Today I'm taking part in the blog tour for Niall Leonard's fantastic debut novel 'Crusher'. You can read my review here. Niall had an interesting route to publication which he talks about in his inspiring guest post.
I’ve written TV episodes for years. It can be rewarding, but it can be frustrating too– you’re creating adventures for someone else’s characters following someone else’s rules. I used to complain to my wife about this, but her reply was always the same – if you want to tell a story your own way, write a novel.
I wanted to, and I had lots of different ideas. Crusher came to me when a friend explained her sons never read books because they weren’t interested in sci-fi or vampires. Immediately I thought, what about a seventeen year old private detective? Call him Finn Maguire. Not an old-fashioned private detective – he couldn’t have an office, or follow people in a car… he’d have no parents… what happened to his parents?
His mum left home years ago and now his dad’s been murdered, and he has to find out why.

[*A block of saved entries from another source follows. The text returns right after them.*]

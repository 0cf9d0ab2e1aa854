//! bible-fetcher: Fetches Bible passages from ChatGPT or BibleGateway
//!
//! Commands:
//! - fetch: look up references against the retrieval server
//! - export: package a saved fetch report for delivery

pub mod archive;
pub mod bundle;
pub mod error;
pub mod export;
pub mod fetch;
pub mod lookup;
pub mod parse;
pub mod schema;

pub use archive::{build_archive, combined_text, ArchiveEntry};
pub use bundle::{aggregate, Aggregate, BundleEntry, ResultBundle};
pub use error::RowError;
pub use fetch::{build_report, lookup_rows, FetchReport, RowResult};
pub use lookup::{LookupClient, LookupOutcome};
pub use parse::parse_verse_spec;
pub use schema::{build_request, LookupRequest, Provider, Row, VerseReference};
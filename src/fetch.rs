//! fetch command: Look up scripture references against the retrieval server
//!
//! One lookup per input row, all dispatched concurrently. A row that fails
//! to parse, validate, or fetch is reported on its own and never blocks the
//! rest of the submission.

use crate::archive::{build_archive, combined_text};
use crate::bundle::{aggregate, ResultBundle};
use crate::lookup::{LookupClient, LookupOutcome};
use crate::schema::{build_request, Row};
use anyhow::{Context, Result};
use chrono::Utc;
use clap::Args;
use serde::Serialize;
use std::io::{self, BufRead};
use std::path::{Path, PathBuf};
use tokio::fs;

#[derive(Args)]
pub struct FetchArgs {
    /// Batch file: one reference per line, `SOURCE VERSION BOOK CHAPTER [VERSES]`
    #[arg(value_name = "FILE")]
    file: Option<PathBuf>,

    /// Read reference lines from stdin (one per line)
    #[arg(long)]
    stdin: bool,

    /// Book name, e.g. John
    #[arg(long)]
    book: Option<String>,

    /// Chapter number
    #[arg(long)]
    chapter: Option<String>,

    /// Verse spec: single (16), list (1, 2, 3), or range (1-3). Empty = whole chapter
    #[arg(long, default_value = "")]
    verse: String,

    /// Bible version, e.g. KJV
    #[arg(long)]
    version: Option<String>,

    /// Text source: GPT or BG (Bible Gateway)
    #[arg(long, default_value = "GPT")]
    source: String,

    /// Base URL of the retrieval server
    #[arg(long, default_value = "http://localhost:5000")]
    endpoint: String,

    /// Timeout per lookup in milliseconds
    #[arg(long, default_value = "10000")]
    timeout: u64,

    /// Output format: json (default) or yaml
    #[arg(long, short, default_value = "json")]
    format: String,

    /// Write one text file per result into this directory
    #[arg(long)]
    out_dir: Option<PathBuf>,

    /// Write all results into a single combined text file
    #[arg(long)]
    combined: Option<PathBuf>,
}

/// Outcome of one input row (compact).
#[derive(Debug, Serialize)]
pub struct RowResult {
    pub row: usize,
    pub key: String,
    pub ok: bool,
    #[serde(skip_serializing_if = "Option::is_none")]
    pub error_kind: Option<&'static str>,
    #[serde(skip_serializing_if = "Option::is_none")]
    pub error: Option<String>,
}

/// Full report for one submission (compact).
#[derive(Debug, Serialize)]
pub struct FetchReport {
    pub ok: usize,
    pub failed: usize,
    pub results: Vec<RowResult>,
    pub bundle: ResultBundle,
    pub timestamp: String,
}

/// Run the fetch command
pub async fn run_fetch(args: FetchArgs) -> Result<()> {
    let rows = gather_rows(&args).await?;

    if rows.is_empty() {
        eprintln!("No references found.");
        std::process::exit(1);
    }

    eprintln!(
        "Looking up {} reference{}...",
        rows.len(),
        if rows.len() == 1 { "" } else { "s" }
    );

    let client = LookupClient::new(&args.endpoint, args.timeout)?;
    let outcomes = lookup_rows(&client, &rows).await;
    let report = build_report(outcomes);

    if let Some(dir) = &args.out_dir {
        write_archive(dir, &report.bundle).await?;
    }
    if let Some(path) = &args.combined {
        fs::write(path, combined_text(&report.bundle))
            .await
            .with_context(|| format!("Failed to write {}", path.display()))?;
        eprintln!("Wrote {}", path.display());
    }

    let output = match args.format.as_str() {
        "yaml" | "yml" => serde_yaml::to_string(&report)?,
        _ => serde_json::to_string(&report)?,
    };
    println!("{}", output);

    eprintln!("Done: {}/{} OK", report.ok, report.ok + report.failed);

    Ok(())
}

/// Get rows from flags, a batch file, or stdin
async fn gather_rows(args: &FetchArgs) -> Result<Vec<Row>> {
    if args.book.is_some() || args.chapter.is_some() || args.version.is_some() {
        return Ok(vec![Row {
            source: args.source.clone(),
            version: args.version.clone().unwrap_or_default(),
            book: args.book.clone().unwrap_or_default(),
            chapter: args.chapter.clone().unwrap_or_default(),
            verse: args.verse.clone(),
        }]);
    }

    if args.stdin {
        let stdin = io::stdin();
        let rows: Vec<Row> = stdin
            .lock()
            .lines()
            .map_while(Result::ok)
            .filter(|line| !line.trim().is_empty())
            .map(|line| Row::from_line(&line))
            .collect();
        return Ok(rows);
    }

    if let Some(file) = &args.file {
        let content = fs::read_to_string(file)
            .await
            .with_context(|| format!("Failed to read file: {}", file.display()))?;
        return Ok(content
            .lines()
            .filter(|line| !line.trim().is_empty())
            .map(Row::from_line)
            .collect());
    }

    eprintln!("Usage:");
    eprintln!("  bible-fetcher fetch --book <BOOK> --chapter <N> --version <VER> [--verse SPEC]");
    eprintln!("  bible-fetcher fetch <file>    One reference per line: SOURCE VERSION BOOK CHAPTER [VERSES]");
    eprintln!("  bible-fetcher fetch --stdin   Read reference lines from stdin");
    std::process::exit(1);
}

/// Build and dispatch one lookup per row, returning outcomes aligned with
/// the input rows. Rows that fail before dispatch settle as failures without
/// ever being sent.
pub async fn lookup_rows(client: &LookupClient, rows: &[Row]) -> Vec<LookupOutcome> {
    let mut slots: Vec<Option<LookupOutcome>> = (0..rows.len()).map(|_| None).collect();
    let mut requests = Vec::new();
    let mut request_rows = Vec::new();

    for (idx, row) in rows.iter().enumerate() {
        match build_request(row) {
            Ok(request) => {
                request_rows.push(idx);
                requests.push(request);
            }
            Err(error) => {
                slots[idx] = Some(LookupOutcome::Failure {
                    key: row.key(),
                    error,
                });
            }
        }
    }

    for (idx, outcome) in request_rows
        .into_iter()
        .zip(client.execute(requests).await)
    {
        slots[idx] = Some(outcome);
    }

    slots.into_iter().flatten().collect()
}

/// Fan-in: fold outcomes into the per-row results and the deduplicated
/// bundle. The single place the aggregate is written.
pub fn build_report(outcomes: Vec<LookupOutcome>) -> FetchReport {
    let results: Vec<RowResult> = outcomes
        .iter()
        .enumerate()
        .map(|(idx, outcome)| match outcome {
            LookupOutcome::Success { key, .. } => RowResult {
                row: idx,
                key: key.clone(),
                ok: true,
                error_kind: None,
                error: None,
            },
            LookupOutcome::Failure { key, error } => RowResult {
                row: idx,
                key: key.clone(),
                ok: false,
                error_kind: Some(error.kind()),
                error: Some(error.to_string()),
            },
        })
        .collect();

    let aggregated = aggregate(outcomes);
    let failed = aggregated.failures.len();
    let ok = results.len() - failed;

    FetchReport {
        ok,
        failed,
        results,
        bundle: aggregated.bundle,
        timestamp: Utc::now().to_rfc3339(),
    }
}

/// Write one text file per bundle entry into `dir`.
pub async fn write_archive(dir: &Path, bundle: &ResultBundle) -> Result<()> {
    fs::create_dir_all(dir)
        .await
        .with_context(|| format!("Failed to create {}", dir.display()))?;

    for entry in build_archive(bundle) {
        let path = dir.join(&entry.filename);
        fs::write(&path, &entry.content)
            .await
            .with_context(|| format!("Failed to write {}", path.display()))?;
    }

    eprintln!("Wrote {} file(s) to {}", bundle.len(), dir.display());
    Ok(())
}
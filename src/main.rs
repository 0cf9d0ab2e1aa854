//! bible-fetcher CLI
//!
//! Fetches Bible passages from ChatGPT or BibleGateway via the retrieval
//! server, one concurrent lookup per reference row.

use anyhow::Result;
use clap::{Parser, Subcommand};

mod archive;
mod bundle;
mod error;
mod export;
mod fetch;
mod lookup;
mod parse;
mod schema;

use export::{run_export, ExportArgs};
use fetch::{run_fetch, FetchArgs};

#[derive(Parser)]
#[command(name = "bible-fetcher")]
#[command(version)]
#[command(about = "Fetches Bible passages from ChatGPT or BibleGateway")]
#[command(long_about = "Looks up scripture references against a retrieval server.\n\nCommands:\n  fetch    Look up references (flags, batch file, or stdin)\n  export   Package a saved fetch report as text files")]
struct Cli {
    #[command(subcommand)]
    command: Commands,
}

#[derive(Subcommand)]
enum Commands {
    /// Look up scripture references
    Fetch(FetchArgs),
    /// Package a saved fetch report as text files
    Export(ExportArgs),
}

#[tokio::main]
async fn main() -> Result<()> {
    let cli = Cli::parse();

    match cli.command {
        Commands::Fetch(args) => run_fetch(args).await,
        Commands::Export(args) => run_export(args).await,
    }
}
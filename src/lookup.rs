//! Lookup orchestration
//!
//! Fans one HTTP POST per request out to the retrieval server, waits for all
//! of them to settle, and returns one outcome per request, index-aligned
//! with the input. A failed request never aborts its siblings.

use crate::error::RowError;
use crate::schema::{LookupRequest, VerseReference};
use anyhow::{Context, Result};
use futures::future::join_all;
use serde::{Deserialize, Serialize};
use url::Url;

/// What one lookup settled as. The key is the reference's identity and ties
/// the outcome back to its originating row.
#[derive(Debug, Clone)]
pub enum LookupOutcome {
    Success { key: String, text: String },
    Failure { key: String, error: RowError },
}

impl LookupOutcome {
    pub fn key(&self) -> &str {
        match self {
            LookupOutcome::Success { key, .. } => key,
            LookupOutcome::Failure { key, .. } => key,
        }
    }

    pub fn is_success(&self) -> bool {
        matches!(self, LookupOutcome::Success { .. })
    }
}

/// Request body the retrieval server expects.
#[derive(Serialize)]
struct WireRequest<'a> {
    version: &'a str,
    book: &'a str,
    chapter: &'a str,
    verses: &'a [u32],
    source: &'a str,
}

impl<'a> WireRequest<'a> {
    fn from_reference(reference: &'a VerseReference) -> Self {
        WireRequest {
            version: &reference.version,
            book: &reference.book,
            chapter: &reference.chapter,
            verses: &reference.verses,
            source: reference.source.label(),
        }
    }
}

/// Success body: at least a `text` field.
#[derive(Deserialize)]
struct WireResponse {
    text: String,
}

/// Structured error body the server emits on failure.
#[derive(Deserialize)]
struct WireError {
    error: String,
}

/// HTTP client for the retrieval server.
#[derive(Clone)]
pub struct LookupClient {
    http: reqwest::Client,
    base_url: Url,
}

impl LookupClient {
    pub fn new(base_url: &str, timeout_ms: u64) -> Result<Self> {
        let base_url = Url::parse(base_url)
            .with_context(|| format!("Invalid endpoint URL: {}", base_url))?;
        let http = reqwest::Client::builder()
            .user_agent("bible-fetcher")
            .timeout(std::time::Duration::from_millis(timeout_ms))
            .build()
            .context("Failed to build HTTP client")?;
        Ok(LookupClient { http, base_url })
    }

    /// Execute all requests concurrently and wait for every one to settle.
    ///
    /// Outcomes come back in input order: each task is joined in the order it
    /// was spawned, and a task that panics is replaced by a `Failure` carrying
    /// the key captured before dispatch, so no slot is ever lost.
    pub async fn execute(&self, requests: Vec<LookupRequest>) -> Vec<LookupOutcome> {
        let keys: Vec<String> = requests.iter().map(|r| r.key.clone()).collect();

        let tasks: Vec<_> = requests
            .into_iter()
            .map(|request| {
                let client = self.clone();
                tokio::spawn(async move { client.lookup_one(request).await })
            })
            .collect();

        join_all(tasks)
            .await
            .into_iter()
            .zip(keys)
            .map(|(joined, key)| match joined {
                Ok(outcome) => outcome,
                Err(e) => LookupOutcome::Failure {
                    key,
                    error: RowError::Transport {
                        detail: format!("lookup task failed: {}", e),
                    },
                },
            })
            .collect()
    }

    async fn lookup_one(&self, request: LookupRequest) -> LookupOutcome {
        eprintln!("  -> {}", request.key);
        let key = request.key.clone();
        match self.dispatch(&request).await {
            Ok(text) => LookupOutcome::Success { key, text },
            Err(error) => LookupOutcome::Failure { key, error },
        }
    }

    async fn dispatch(&self, request: &LookupRequest) -> Result<String, RowError> {
        let endpoint = self
            .base_url
            .join(request.reference.source.endpoint_path())
            .map_err(|e| RowError::Transport {
                detail: format!("bad endpoint: {}", e),
            })?;

        let body = WireRequest::from_reference(&request.reference);
        let response = self
            .http
            .post(endpoint)
            .json(&body)
            .send()
            .await
            .map_err(|e| RowError::Transport {
                detail: e.to_string(),
            })?;

        let status = response.status();
        if !status.is_success() {
            // Report the server's own error detail, not just the status.
            let raw = response.text().await.unwrap_or_default();
            let detail = match serde_json::from_str::<WireError>(&raw) {
                Ok(wire) => wire.error,
                Err(_) => raw,
            };
            return Err(RowError::Remote {
                detail: format!("{}: {}", status.as_u16(), detail),
            });
        }

        let payload: WireResponse = response.json().await.map_err(|e| RowError::Transport {
            detail: format!("invalid response body: {}", e),
        })?;
        Ok(payload.text)
    }
}

#[cfg(test)]
mod tests {
    use super::*;
    use crate::schema::{build_request, Row};

    fn request(book: &str, verse: &str) -> LookupRequest {
        build_request(&Row {
            source: "GPT".into(),
            version: "KJV".into(),
            book: book.into(),
            chapter: "3".into(),
            verse: verse.into(),
        })
        .unwrap()
    }

    #[test]
    fn test_wire_request_carries_label_and_verses() {
        let req = request("John", "16");
        let wire = WireRequest::from_reference(&req.reference);
        let json = serde_json::to_value(&wire).unwrap();
        assert_eq!(json["source"], "GPT");
        assert_eq!(json["verses"], serde_json::json!([16]));
        assert_eq!(json["book"], "John");
    }

    #[test]
    fn test_wire_request_empty_verses_means_all() {
        let req = request("John", "");
        let wire = WireRequest::from_reference(&req.reference);
        let json = serde_json::to_value(&wire).unwrap();
        assert_eq!(json["verses"], serde_json::json!([]));
    }

    #[test]
    fn test_client_rejects_bad_base_url() {
        assert!(LookupClient::new("not a url", 1000).is_err());
    }

    #[tokio::test]
    async fn test_execute_reports_transport_failure_per_request() {
        // Nothing listens here; both lookups must settle as failures.
        let client = LookupClient::new("http://127.0.0.1:9", 500).unwrap();
        let outcomes = client
            .execute(vec![request("John", "16"), request("Luke", "1-2")])
            .await;
        assert_eq!(outcomes.len(), 2);
        assert_eq!(outcomes[0].key(), "John_3_16_KJV");
        assert_eq!(outcomes[1].key(), "Luke_3_1-2_KJV");
        for outcome in outcomes {
            match outcome {
                LookupOutcome::Failure { error, .. } => assert_eq!(error.kind(), "transport"),
                LookupOutcome::Success { .. } => panic!("expected failure"),
            }
        }
    }
}
use crate::admission::AdmissionController;
use crate::catalog::{CatalogSearch, InMemoryCatalog};
use crate::config::Config;
use crate::coordinator::{GenerationCoordinator, GenerationOutcome};
use crate::error::GenerationError;
use crate::orchestrator::ProviderOrchestrator;
use crate::providers::Provider;
use crate::types::{
    CarbUnit, CatalogEntry, DEFAULT_RECIPE_COUNT, DEFAULT_SERVINGS, GeneratedRecipe,
    GenerationMode, GenerationRequest, Language, SearchPreferences, Tier,
};
use crate::{log_debug, log_error};

use anyhow::{Context, Result, anyhow};
use clap::builder::{Styles, styling::AnsiColor};
use clap::{Args, Parser, Subcommand, crate_version};
use colored::Colorize;
use futures::StreamExt;
use std::io::Write;
use std::path::PathBuf;
use std::sync::Arc;
use tokio_util::sync::CancellationToken;

const LOG_FILE: &str = "kitchen-helper-debug.log";

/// CLI structure defining the available commands and global arguments
#[derive(Parser)]
#[command(
    author,
    version = crate_version!(),
    about = "kitchen-helper: recipes from the ingredients you have",
    long_about = "kitchen-helper looks up a curated recipe catalog first and generates new recipes with a hosted or local model when nothing fits.",
    disable_version_flag = true,
    styles = get_styles(),
)]
pub struct Cli {
    #[command(subcommand)]
    pub command: Option<Commands>,

    /// Log debug messages to a file
    #[arg(short = 'l', long = "log", global = true, help = "Log debug messages to a file")]
    pub log: bool,

    /// Specify a custom log file path
    #[arg(long = "log-file", global = true, help = "Specify a custom log file path")]
    pub log_file: Option<String>,

    /// Read configuration from this file instead of the default location
    #[arg(long = "config", global = true, help = "Path to a config.toml")]
    pub config: Option<PathBuf>,

    /// Display the version
    #[arg(short = 'v', long = "version", global = true, help = "Display the version")]
    pub version: bool,
}
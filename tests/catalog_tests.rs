use kitchen_helper::catalog::{CatalogSearch, InMemoryCatalog};
use kitchen_helper::types::{SearchPreferences, Tier};
use std::sync::Arc;

use test_utils::{CountingCatalog, MockDataBuilder};

fn search_over(catalog: &Arc<CountingCatalog>) -> CatalogSearch {
    CatalogSearch::new(Arc::clone(catalog) as Arc<_>)
}

#[tokio::test]
async fn test_highest_scoring_qualifying_entry_wins() {
    let catalog = Arc::new(CountingCatalog::new(MockDataBuilder::chicken_catalog()));
    let search = search_over(&catalog);
    let request = MockDataBuilder::request(&["chicken", "rice"], Tier::Basic);

    let hit = search
        .search(&request, &SearchPreferences::default())
        .await
        .expect("search succeeds")
        .expect("a catalog entry should match");

    assert_eq!(hit.id, 2);
    assert!((hit.quality_score - 95.0).abs() < f64::EPSILON);
    assert_eq!(hit.usage_count, 1);
    assert_eq!(catalog.usage_count(2), Some(1));
    assert_eq!(catalog.usage_count(1), Some(0));
    assert_eq!(catalog.increments(), 1);
}

#[tokio::test]
async fn test_no_overlap_returns_none() {
    let catalog = Arc::new(CountingCatalog::new(MockDataBuilder::chicken_catalog()));
    let search = search_over(&catalog);
    let request = MockDataBuilder::request(&["salmon"], Tier::Premium);

    let hit = search
        .search(&request, &SearchPreferences::default())
        .await
        .expect("search succeeds");

    assert!(hit.is_none());
    assert_eq!(catalog.increments(), 0);
}

#[tokio::test]
async fn test_tier_without_catalog_never_queries() {
    let catalog = Arc::new(CountingCatalog::new(MockDataBuilder::chicken_catalog()));
    let search = search_over(&catalog);
    let request = MockDataBuilder::request(&["chicken", "rice"], Tier::Free);

    let hit = search
        .search(&request, &SearchPreferences::default())
        .await
        .expect("search succeeds");

    assert!(hit.is_none());
    assert_eq!(catalog.queries(), 0);
}

#[tokio::test]
async fn test_below_half_coverage_is_rejected() {
    let entry = MockDataBuilder::catalog_entry(
        3,
        "Paella",
        &["chicken", "rice", "saffron", "peas", "peppers"],
        99.0,
    );
    let catalog = Arc::new(CountingCatalog::new(vec![entry]));
    let search = search_over(&catalog);

    // 2 of 5 ingredients covered
    let request = MockDataBuilder::request(&["chicken", "rice"], Tier::Pro);
    assert!(
        search
            .search(&request, &SearchPreferences::default())
            .await
            .expect("search succeeds")
            .is_none()
    );

    // 3 of 5 covered
    let request = MockDataBuilder::request(&["chicken", "rice", "frozen peas"], Tier::Pro);
    assert!(
        search
            .search(&request, &SearchPreferences::default())
            .await
            .expect("search succeeds")
            .is_some()
    );
}

#[tokio::test]
async fn test_hard_filters_exclude_entries() {
    let mut vegan = MockDataBuilder::catalog_entry(10, "Tofu Rice", &["tofu", "rice"], 70.0);
    vegan.categories.vegan = true;
    vegan.categories.vegetarian = true;
    let mut sugary = MockDataBuilder::catalog_entry(11, "Rice Pudding", &["rice", "milk"], 90.0);
    sugary.nutrition.carbs = 80.0;
    sugary.gi = 85;

    let catalog = Arc::new(CountingCatalog::new(vec![vegan, sugary]));
    let search = search_over(&catalog);
    let request = MockDataBuilder::request(&["rice", "tofu", "milk"], Tier::Basic);

    let hit = search
        .search(
            &request,
            &SearchPreferences {
                vegan: true,
                ..Default::default()
            },
        )
        .await
        .expect("search succeeds")
        .expect("vegan entry matches");
    assert_eq!(hit.id, 10);

    let hit = search
        .search(
            &request,
            &SearchPreferences {
                max_gi: Some(55),
                ..Default::default()
            },
        )
        .await
        .expect("search succeeds")
        .expect("low gi entry matches");
    assert_eq!(hit.id, 10);

    let hit = search
        .search(
            &request,
            &SearchPreferences {
                max_carbs: Some(20.0),
                ..Default::default()
            },
        )
        .await
        .expect("search succeeds");
    assert!(hit.is_none());
}

#[tokio::test]
async fn test_tier_slice_limits_visible_entries() {
    // 1001 entries: the basic tier sees the top 1000, so the weakest entry is out of reach
    let mut entries: Vec<_> = (0..1000)
        .map(|i| MockDataBuilder::catalog_entry(i, "Filler", &["quinoa"], 50.0))
        .collect();
    entries.push(MockDataBuilder::catalog_entry(5000, "Hidden Gem", &["salmon"], 1.0));

    let catalog = Arc::new(CountingCatalog::new(entries));
    let search = search_over(&catalog);

    let basic = MockDataBuilder::request(&["salmon"], Tier::Basic);
    assert!(
        search
            .search(&basic, &SearchPreferences::default())
            .await
            .expect("search succeeds")
            .is_none()
    );

    let premium = MockDataBuilder::request(&["salmon"], Tier::Premium);
    let hit = search
        .search(&premium, &SearchPreferences::default())
        .await
        .expect("search succeeds")
        .expect("premium sees the whole catalog");
    assert_eq!(hit.id, 5000);
}

#[tokio::test]
async fn test_usage_failure_keeps_match() {
    let catalog = Arc::new(CountingCatalog::new(MockDataBuilder::chicken_catalog()));
    catalog.fail_increments();
    let search = search_over(&catalog);
    let request = MockDataBuilder::request(&["chicken", "rice"], Tier::Basic);

    let hit = search
        .search(&request, &SearchPreferences::default())
        .await
        .expect("search succeeds")
        .expect("match survives a failed usage update");
    assert_eq!(hit.id, 2);
    assert_eq!(hit.usage_count, 0);
    assert_eq!(catalog.increments(), 1);
}

#[tokio::test]
async fn test_in_memory_catalog_works_as_source() {
    let source = Arc::new(InMemoryCatalog::from_entries(MockDataBuilder::chicken_catalog()));
    let search = CatalogSearch::new(Arc::clone(&source) as Arc<_>);
    let request = MockDataBuilder::request(&["Chicken", "RICE"], Tier::BusinessTeam);

    let hit = search
        .search(&request, &SearchPreferences::default())
        .await
        .expect("search succeeds")
        .expect("case-insensitive match");
    assert_eq!(hit.id, 2);
    assert_eq!(source.usage_count(2), Some(1));
}
use async_trait::async_trait;
use parking_lot::RwLock;
use std::path::Path;

use super::{CatalogError, CatalogQuery, CatalogSource};
use crate::log_debug;
use crate::types::CatalogEntry;

/// Catalog held in memory, seeded from a JSON array of entries
#[derive(Debug, Default)]
pub struct InMemoryCatalog {
    entries: RwLock<Vec<CatalogEntry>>,
}

impl InMemoryCatalog {
    pub fn from_entries(entries: impl IntoIterator<Item = CatalogEntry>) -> Self {
        Self {
            entries: RwLock::new(
                entries
                    .into_iter()
                    .map(CatalogEntry::with_derived_values)
                    .collect(),
            ),
        }
    }

    pub fn from_json_str(json: &str) -> Result<Self, CatalogError> {
        let entries: Vec<CatalogEntry> = serde_json::from_str(json)?;
        Ok(Self::from_entries(entries))
    }

    pub fn load_json(path: &Path) -> Result<Self, CatalogError> {
        let content = std::fs::read_to_string(path)?;
        let catalog = Self::from_json_str(&content)?;
        log_debug!("Loaded {} catalog entries from {}", catalog.len(), path.display());
        Ok(catalog)
    }

    pub fn len(&self) -> usize {
        self.entries.read().len()
    }

    pub fn is_empty(&self) -> bool {
        self.entries.read().is_empty()
    }

    pub fn usage_count(&self, id: u64) -> Option<u64> {
        self.entries
            .read()
            .iter()
            .find(|e| e.id == id)
            .map(|e| e.usage_count)
    }
}

#[async_trait]
impl CatalogSource for InMemoryCatalog {
    async fn query(&self, query: &CatalogQuery) -> Result<Vec<CatalogEntry>, CatalogError> {
        let mut matches: Vec<CatalogEntry> = self
            .entries
            .read()
            .iter()
            .filter(|entry| query.preferences.admits(entry))
            .cloned()
            .collect();

        // Stable, so equal scores keep seed order
        matches.sort_by(|a, b| b.quality_score.total_cmp(&a.quality_score));
        matches.truncate(query.limit);
        Ok(matches)
    }

    async fn increment_usage(&self, id: u64) -> Result<(), CatalogError> {
        let mut entries = self.entries.write();
        let entry = entries
            .iter_mut()
            .find(|e| e.id == id)
            .ok_or(CatalogError::NotFound(id))?;
        entry.usage_count += 1;
        Ok(())
    }
}

#[cfg(test)]
mod tests {
    use super::*;
    use crate::types::SearchPreferences;

    const SEED: &str = r#"[
        {"id": 1, "name": "Lentil Soup", "ingredients": [{"name": "lentils", "amount": "200 g"}],
         "nutrition": {"calories": 320, "protein": 18, "carbs": 40, "fat": 6},
         "categories": {"vegan": true, "vegetarian": true}, "quality_score": 70},
        {"id": 2, "name": "Chicken Salad", "ingredients": [{"name": "chicken breast", "amount": "150 g"}],
         "nutrition": {"calories": 280, "protein": 32, "carbs": 8, "fat": 12},
         "categories": {"low_carb": true}, "quality_score": 90},
        {"id": 3, "name": "Veggie Curry", "ingredients": [{"name": "chickpeas", "amount": "1 can"}],
         "nutrition": {"calories": 410, "protein": 14, "carbs": 55, "fat": 14},
         "gi": 40, "categories": {"vegan": true, "vegetarian": true}, "quality_score": 85}
    ]"#;

    #[tokio::test]
    async fn test_query_orders_filters_and_limits() {
        let catalog = InMemoryCatalog::from_json_str(SEED).expect("seed parses");
        assert_eq!(catalog.len(), 3);

        let all = catalog
            .query(&CatalogQuery {
                limit: 10,
                preferences: SearchPreferences::default(),
            })
            .await
            .expect("query succeeds");
        let ids: Vec<u64> = all.iter().map(|e| e.id).collect();
        assert_eq!(ids, vec![2, 3, 1]);

        let vegan = catalog
            .query(&CatalogQuery {
                limit: 1,
                preferences: SearchPreferences {
                    vegan: true,
                    ..Default::default()
                },
            })
            .await
            .expect("query succeeds");
        assert_eq!(vegan.len(), 1);
        assert_eq!(vegan[0].id, 3);
    }

    #[tokio::test]
    async fn test_seed_gets_derived_values() {
        let catalog = InMemoryCatalog::from_json_str(SEED).expect("seed parses");
        let entries = catalog
            .query(&CatalogQuery {
                limit: 10,
                preferences: SearchPreferences::default(),
            })
            .await
            .expect("query succeeds");
        let soup = entries.iter().find(|e| e.id == 1).expect("soup present");
        assert_eq!(soup.ke, Some(4.0));
        assert_eq!(soup.gi, 50);
        assert_eq!(soup.gl, Some(20.0));
    }

    #[tokio::test]
    async fn test_increment_usage() {
        let catalog = InMemoryCatalog::from_json_str(SEED).expect("seed parses");
        catalog.increment_usage(2).await.expect("entry exists");
        catalog.increment_usage(2).await.expect("entry exists");
        assert_eq!(catalog.usage_count(2), Some(2));
        assert!(matches!(
            catalog.increment_usage(99).await,
            Err(CatalogError::NotFound(99))
        ));
    }

    #[test]
    fn test_load_json_from_disk() {
        let dir = tempfile::tempdir().expect("temp dir");
        let path = dir.path().join("catalog.json");
        std::fs::write(&path, SEED).expect("write seed");
        let catalog = InMemoryCatalog::load_json(&path).expect("loads");
        assert!(!catalog.is_empty());
        assert!(matches!(
            InMemoryCatalog::load_json(&dir.path().join("missing.json")),
            Err(CatalogError::Io(_))
        ));
    }
}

That’s where I started. I wrote half the first chapter –Finn comes home and finds his dad dead– but couldn’t think of what happened next, so I put off working on it. Lots of people make that mistake. They think that if they wait, a brilliant idea will come to them.. But that never happens, because good ideas don’t come out of nowhere. You promise yourself you’ll finish writing your book ‘sometime’, but you never do.
NaNoWriMo gives everyone who wants to write a novel a deadline. You have to do it NOW. And you are in the same boat as hundreds of other people who all encourage each other. I organised a NaNoWriMo meeting in a local pub, and every week three or four of us would sit round a table typing away on laptops. We’d stop every hour for coffee, but after a few minutes everyone would get back to writing, knowing if we messed around it would distract everyone else.
So now I had to work out what happened to Finn after he found his dad murdered. Well, I thought, I guess the police would accuse him of doing it. So I tried that– and I was off. Soon Finn learned his Dad had annoyed a local gangster, and that he’d had a girlfriend – who was married to someone else…
I’d written a rough outline before I started, like I would for TV, so I always knew where I was going, if not how I was going to get there. Some things that happened in the story surprised even me – but that was part of the adventure. And eventually I ended up with a novel, Crusher, that’s getting published.
So I’d recommend NaNoWriMo to anyone who wants to write a novel. Even if you don’t know what to write about, or how your story ends, think of something and start. You’ll be amazed how much fun you have, and how much you learn about writing. I’m sorry I didn’t do it years ago, but late is always better than never, and now is always better than sometime. Go for it.